Michael Taylor Perretta (born December 10, 1976), known professionally as Evidence, is an American rapper and record producer from Venice, Los Angeles, California. He is also a member of the group Dilated Peoples, as well as being one-half of Step Brothers with The Alchemist. Before creating music, Perretta was a graffiti artist.

Early life
Evidence was born Michael Perretta on December 10, 1976 in Venice, Los Angeles, California to Louis Michael Perretta, an Italian American, and actress Jana Taylor, who appeared in American television shows in the 1960s and 1970s. Growing up he lived next to Quincy Jones III’s studio. He learned the ins and outs of recording and emceeing there.

Music career

Dilated Peoples
Shortly after meeting QD3, Evidence teamed with the like-minded Rakaa to form the group Dilated Peoples and after the success of their 1997 single "Third Degree" b/w "Confidence" and "Global Dynamics" on ABB Records – and the addition of DJ Babu to the fold a year later—the group quickly became a fixture on the hip hop tour circuit. They hoped their success would serve as a platform for solo projects, much as the Wu-Tang Clan's success had done before them.

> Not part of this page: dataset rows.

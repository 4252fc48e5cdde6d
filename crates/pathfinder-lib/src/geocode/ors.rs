use reqwest::blocking::Client;
use reqwest::Url;
use serde::Deserialize;

use super::{coordinate_from_pair, GeocodeProvider};
use crate::config::ProviderEndpoint;
use crate::error::Result;
use crate::geo::Coordinate;
use crate::http::{get_text, parse_url, with_attempts, AttemptFailure};

#[derive(Debug, Deserialize)]
struct SearchResponse {
    features: Vec<SearchFeature>,
}

#[derive(Debug, Deserialize)]
struct SearchFeature {
    geometry: PointGeometry,
}

#[derive(Debug, Deserialize)]
struct PointGeometry {
    coordinates: [f64; 2],
}

/// OpenRouteService geocoding search (Pelias).
#[derive(Debug, Clone)]
pub struct OrsGeocoder {
    client: Client,
    url: Url,
    api_key: String,
    max_attempts: u32,
}

impl OrsGeocoder {
    pub fn new(client: Client, endpoint: &ProviderEndpoint, max_attempts: u32) -> Result<Self> {
        Ok(Self {
            client,
            url: parse_url("ORS_GEOCODING_URL", &endpoint.url)?,
            api_key: endpoint.api_key.clone(),
            max_attempts: max_attempts.max(1),
        })
    }

    fn request(&self, address: &str) -> std::result::Result<Option<Coordinate>, AttemptFailure> {
        let body = get_text(
            &self.client,
            self.url.clone(),
            &[
                ("api_key", self.api_key.clone()),
                ("text", address.to_string()),
                ("size", "1".to_string()),
            ],
        )?;
        let response: SearchResponse =
            serde_json::from_str(&body).map_err(|err| AttemptFailure::Malformed(err.to_string()))?;
        match response.features.first() {
            Some(feature) => coordinate_from_pair(feature.geometry.coordinates).map(Some),
            None => Ok(None),
        }
    }
}

impl GeocodeProvider for OrsGeocoder {
    fn name(&self) -> &str {
        "ors"
    }

    fn geocode(&self, address: &str) -> Option<Coordinate> {
        with_attempts(self.name(), self.max_attempts, || self.request(address))
            .ok()
            .flatten()
    }
}
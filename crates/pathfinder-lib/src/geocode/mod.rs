//! Address to coordinate resolution with caching and provider fallback.
//!
//! A [`GeocodeResolver`] consults its cache first, then walks an ordered
//! chain of [`GeocodeProvider`]s until one of them produces a coordinate.
//! Provider failures are logged and never surface to the caller: an address
//! that nobody can resolve simply yields `None`.

mod mapbox;
mod ors;

use std::sync::Arc;

use reqwest::blocking::Client;
use tracing::{debug, info, warn};

use crate::cache::{cache_key, GeocodeCache, GEOCODE_TTL};
use crate::config::Config;
use crate::error::Result;
use crate::geo::Coordinate;
use crate::http::AttemptFailure;

pub use mapbox::MapboxGeocoder;
pub use ors::OrsGeocoder;

/// A single geocoding backend.
///
/// Implementations own their retry budget and swallow their own failures;
/// `None` means "this provider has nothing", whatever the reason.
pub trait GeocodeProvider: Send + Sync {
    /// Short identifier used in logs.
    fn name(&self) -> &str;

    fn geocode(&self, address: &str) -> Option<Coordinate>;
}

/// Cached, ordered chain of geocoding providers.
pub struct GeocodeResolver {
    providers: Vec<Box<dyn GeocodeProvider>>,
    cache: Arc<dyn GeocodeCache>,
}

impl GeocodeResolver {
    pub fn new(providers: Vec<Box<dyn GeocodeProvider>>, cache: Arc<dyn GeocodeCache>) -> Self {
        Self { providers, cache }
    }

    /// Build the default chain: Mapbox, then OpenRouteService, each only when
    /// its key is configured.
    pub fn from_config(
        config: &Config,
        client: &Client,
        cache: Arc<dyn GeocodeCache>,
    ) -> Result<Self> {
        let mut providers: Vec<Box<dyn GeocodeProvider>> = Vec::new();
        if let Some(endpoint) = config.mapbox_geocoding() {
            providers.push(Box::new(MapboxGeocoder::new(
                client.clone(),
                &endpoint,
                config.mapbox_geocode_max_attempts,
            )?));
        }
        if let Some(endpoint) = config.ors_geocoding() {
            providers.push(Box::new(OrsGeocoder::new(
                client.clone(),
                &endpoint,
                config.ors_geocode_max_attempts,
            )?));
        }
        if providers.is_empty() {
            warn!("no geocoding provider configured; only cached addresses will resolve");
        }
        Ok(Self::new(providers, cache))
    }

    /// Names of the configured providers, in fallback order.
    pub fn provider_names(&self) -> Vec<&str> {
        self.providers.iter().map(|provider| provider.name()).collect()
    }

    /// Resolve `address` to a coordinate.
    pub fn resolve(&self, address: &str) -> Option<Coordinate> {
        if address.trim().is_empty() {
            return None;
        }

        let key = cache_key(address);
        if let Some(raw) = self.cache.get(&key) {
            match decode_cached(&raw) {
                Some(coordinate) => {
                    debug!(key = %key, "geocode cache hit");
                    return Some(coordinate);
                }
                None => debug!(key = %key, value = %raw, "ignoring malformed geocode cache entry"),
            }
        }

        for provider in &self.providers {
            let Some(coordinate) = provider.geocode(address.trim()) else {
                debug!(provider = provider.name(), "provider had no result; trying next");
                continue;
            };
            info!(
                provider = provider.name(),
                lon = coordinate.lon,
                lat = coordinate.lat,
                "geocoded address"
            );
            self.remember(&key, coordinate);
            return Some(coordinate);
        }

        debug!(address, "no geocoding provider resolved the address");
        None
    }

    fn remember(&self, key: &str, coordinate: Coordinate) {
        let encoded = match serde_json::to_string(&coordinate.to_pair()) {
            Ok(encoded) => encoded,
            Err(err) => {
                warn!(error = %err, "failed to encode geocode cache entry");
                return;
            }
        };
        if let Err(err) = self.cache.set(key, &encoded, GEOCODE_TTL) {
            warn!(key, error = %err, "failed to write geocode cache entry");
        }
    }
}

fn decode_cached(raw: &str) -> Option<Coordinate> {
    let [lon, lat]: [f64; 2] = serde_json::from_str(raw).ok()?;
    Coordinate::checked(lon, lat).ok()
}

/// Validate a `[lon, lat]` pair taken from a provider payload.
fn coordinate_from_pair(pair: [f64; 2]) -> std::result::Result<Coordinate, AttemptFailure> {
    Coordinate::checked(pair[0], pair[1]).map_err(|err| AttemptFailure::Malformed(err.to_string()))
}
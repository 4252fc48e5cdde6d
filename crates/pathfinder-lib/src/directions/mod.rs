//! Driving directions from external providers.
//!
//! Exactly one provider is selected per configuration (Mapbox when its key is
//! set, otherwise OpenRouteService) and there is no fallback between them once
//! chosen. Each call gets a small bounded retry budget for transport failures
//! and non-success statuses; a successful status with an unusable body fails
//! immediately.

mod mapbox;
mod ors;

use std::sync::Arc;

use reqwest::blocking::Client;
use tracing::info;

use crate::config::Config;
use crate::error::{Error, Result};
use crate::geo::Coordinate;
use crate::http::{with_attempts, AttemptFailure};

pub use mapbox::MapboxDirections;
pub use ors::OrsDirections;

/// Attempts per directions call.
pub const DIRECTIONS_MAX_ATTEMPTS: u32 = 3;

/// Source of driving geometry between two points.
pub trait DirectionsProvider: Send + Sync {
    /// Short identifier used in logs and errors.
    fn name(&self) -> &str;

    /// Ordered path geometry from `start` to `end`.
    fn route(&self, start: Coordinate, end: Coordinate) -> Result<Vec<Coordinate>>;
}

/// Select the directions provider by configuration precedence.
pub fn directions_from_config(
    config: &Config,
    client: &Client,
) -> Result<Arc<dyn DirectionsProvider>> {
    let provider: Arc<dyn DirectionsProvider> = if let Some(endpoint) = config.mapbox_directions()
    {
        Arc::new(MapboxDirections::new(client.clone(), &endpoint)?)
    } else if let Some(endpoint) = config.ors_directions() {
        Arc::new(OrsDirections::new(client.clone(), &endpoint)?)
    } else {
        return Err(Error::NoProviderConfigured);
    };
    info!(provider = provider.name(), "selected directions provider");
    Ok(provider)
}

/// Run `fetch` under the directions retry budget, converting exhaustion into
/// a provider error.
fn fetch_with_retries<F>(provider: &str, fetch: F) -> Result<String>
where
    F: FnMut() -> std::result::Result<String, AttemptFailure>,
{
    with_attempts(provider, DIRECTIONS_MAX_ATTEMPTS, fetch).map_err(|failure| {
        Error::provider(
            provider,
            format!("{failure} (after {DIRECTIONS_MAX_ATTEMPTS} attempts)"),
        )
    })
}

/// Normalise provider `[lon, lat]` pairs into a validated path.
fn path_from_pairs(provider: &str, pairs: &[[f64; 2]]) -> Result<Vec<Coordinate>> {
    if pairs.is_empty() {
        return Err(Error::provider(provider, "response contained an empty route geometry"));
    }
    pairs
        .iter()
        .map(|pair| {
            Coordinate::checked(pair[0], pair[1])
                .map_err(|err| Error::provider(provider, format!("malformed geometry: {err}")))
        })
        .collect()
}
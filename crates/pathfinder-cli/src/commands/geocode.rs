//! `geocode`: resolve an address through the cached provider chain.

use std::io;

use anyhow::{Context, Result};
use pathfinder_lib::{build_client, Error as LibError};

use pathfinder_cli::output::write_geocode;

use super::AppContext;

pub fn handle_geocode(ctx: &AppContext, address: &str) -> Result<()> {
    let client = build_client(ctx.config.http_timeout).context("failed to build HTTP client")?;
    let resolver = ctx.resolver(&client)?;
    let coordinate = resolver
        .resolve(address)
        .ok_or_else(|| LibError::AddressNotFound {
            address: address.to_string(),
        })?;

    let mut stdout = io::stdout().lock();
    write_geocode(&mut stdout, ctx.format, address, coordinate)?;
    Ok(())
}
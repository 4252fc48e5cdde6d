//! Shared fakes and fixture builders for integration tests.

use std::sync::atomic::{AtomicUsize, Ordering};
use std::sync::Mutex;

use pathfinder_lib::geo::distance_to_path_miles;
use pathfinder_lib::geo::METERS_PER_MILE;
use pathfinder_lib::{
    Coordinate, DirectionsProvider, Error, NodeId, Price, Result, RoutePlan, RouteStore,
    StationNode, StationRecord, StationStore,
};

pub fn price(raw: &str) -> Price {
    raw.parse().expect("valid price")
}

/// Station record at `(lon, lat)`.
#[allow(dead_code)]
pub fn station(id: i64, lon: f64, lat: f64, raw_price: &str) -> StationRecord {
    StationRecord {
        id,
        name: format!("Station {id}"),
        price: price(raw_price),
        coordinate: Some(Coordinate::new(lon, lat)),
    }
}

/// Graph node for a station at `(lon, lat)`.
#[allow(dead_code)]
pub fn node(id: i64, lon: f64, lat: f64, raw_price: &str) -> StationNode {
    StationNode {
        id: NodeId::Station(id),
        name: format!("Station {id}"),
        coordinate: Coordinate::new(lon, lat),
        price: price(raw_price),
    }
}

/// Directions provider that drives in a straight line.
#[allow(dead_code)]
#[derive(Default)]
pub struct StraightLineDirections {
    pub calls: AtomicUsize,
}

impl DirectionsProvider for StraightLineDirections {
    fn name(&self) -> &str {
        "straight-line"
    }

    fn route(&self, start: Coordinate, end: Coordinate) -> Result<Vec<Coordinate>> {
        self.calls.fetch_add(1, Ordering::SeqCst);
        Ok(vec![start, end])
    }
}

/// Directions provider that always fails.
#[allow(dead_code)]
pub struct FailingDirections;

impl DirectionsProvider for FailingDirections {
    fn name(&self) -> &str {
        "failing"
    }

    fn route(&self, _start: Coordinate, _end: Coordinate) -> Result<Vec<Coordinate>> {
        Err(Error::Provider {
            provider: "failing".to_string(),
            message: "HTTP 503 Service Unavailable".to_string(),
        })
    }
}

/// In-memory station store applying the same corridor rule as SQLite.
#[allow(dead_code)]
#[derive(Default)]
pub struct VecStationStore {
    pub records: Vec<StationRecord>,
}

impl VecStationStore {
    #[allow(dead_code)]
    pub fn new(records: Vec<StationRecord>) -> Self {
        Self { records }
    }
}

impl StationStore for VecStationStore {
    fn stations_within(
        &self,
        path: &[Coordinate],
        distance_meters: f64,
    ) -> Result<Vec<StationRecord>> {
        let miles = distance_meters / METERS_PER_MILE;
        Ok(self
            .records
            .iter()
            .filter(|record| match record.coordinate {
                Some(c) => distance_to_path_miles(c, path) <= miles,
                None => true,
            })
            .cloned()
            .collect())
    }
}

/// Route store that keeps saved plans in memory.
#[allow(dead_code)]
#[derive(Default)]
pub struct RecordingRouteStore {
    pub saved: Mutex<Vec<(Coordinate, Coordinate, RoutePlan)>>,
}

impl RouteStore for RecordingRouteStore {
    fn save(&self, start: Coordinate, end: Coordinate, plan: &RoutePlan) -> Result<()> {
        self.saved
            .lock()
            .expect("route store lock")
            .push((start, end, plan.clone()));
        Ok(())
    }
}

/// Route store whose writes always fail.
#[allow(dead_code)]
pub struct BrokenRouteStore;

impl RouteStore for BrokenRouteStore {
    fn save(&self, _start: Coordinate, _end: Coordinate, _plan: &RoutePlan) -> Result<()> {
        Err(Error::Io(std::io::Error::other("disk full")))
    }
}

Four albums, and outside production work-including tracks for the Beastie Boys, Linkin Park, Swollen Members, Defari, Planet Asia and co-production on Kanye West's debut album The College Dropout, which earned him a Grammy, Evidence gave his fans a taste of his talent on his debut solo album, The Weatherman LP (ABB Records).

Evidence also made a track directed at Eminem called "Search 4 Bobby Fisher" during a feud.

Through his work as one-third of Dilated Peoples, Evidence became a champion of hip-hop culture. "This is for people who get what I do," says Evidence. "If I'm going to come out independently and have the freedom to do what I want, there's no better way to represent. I want to be a leader and carve out a new path."

Solo work
With production from The Alchemist, Sid Roams (producers Joey Chavez and Tavish "Bravo" Graham), Jake One, DJ Babu, DJ Khalil, and Evidence himself, the album The Weatherman LP was released March 20, 2007.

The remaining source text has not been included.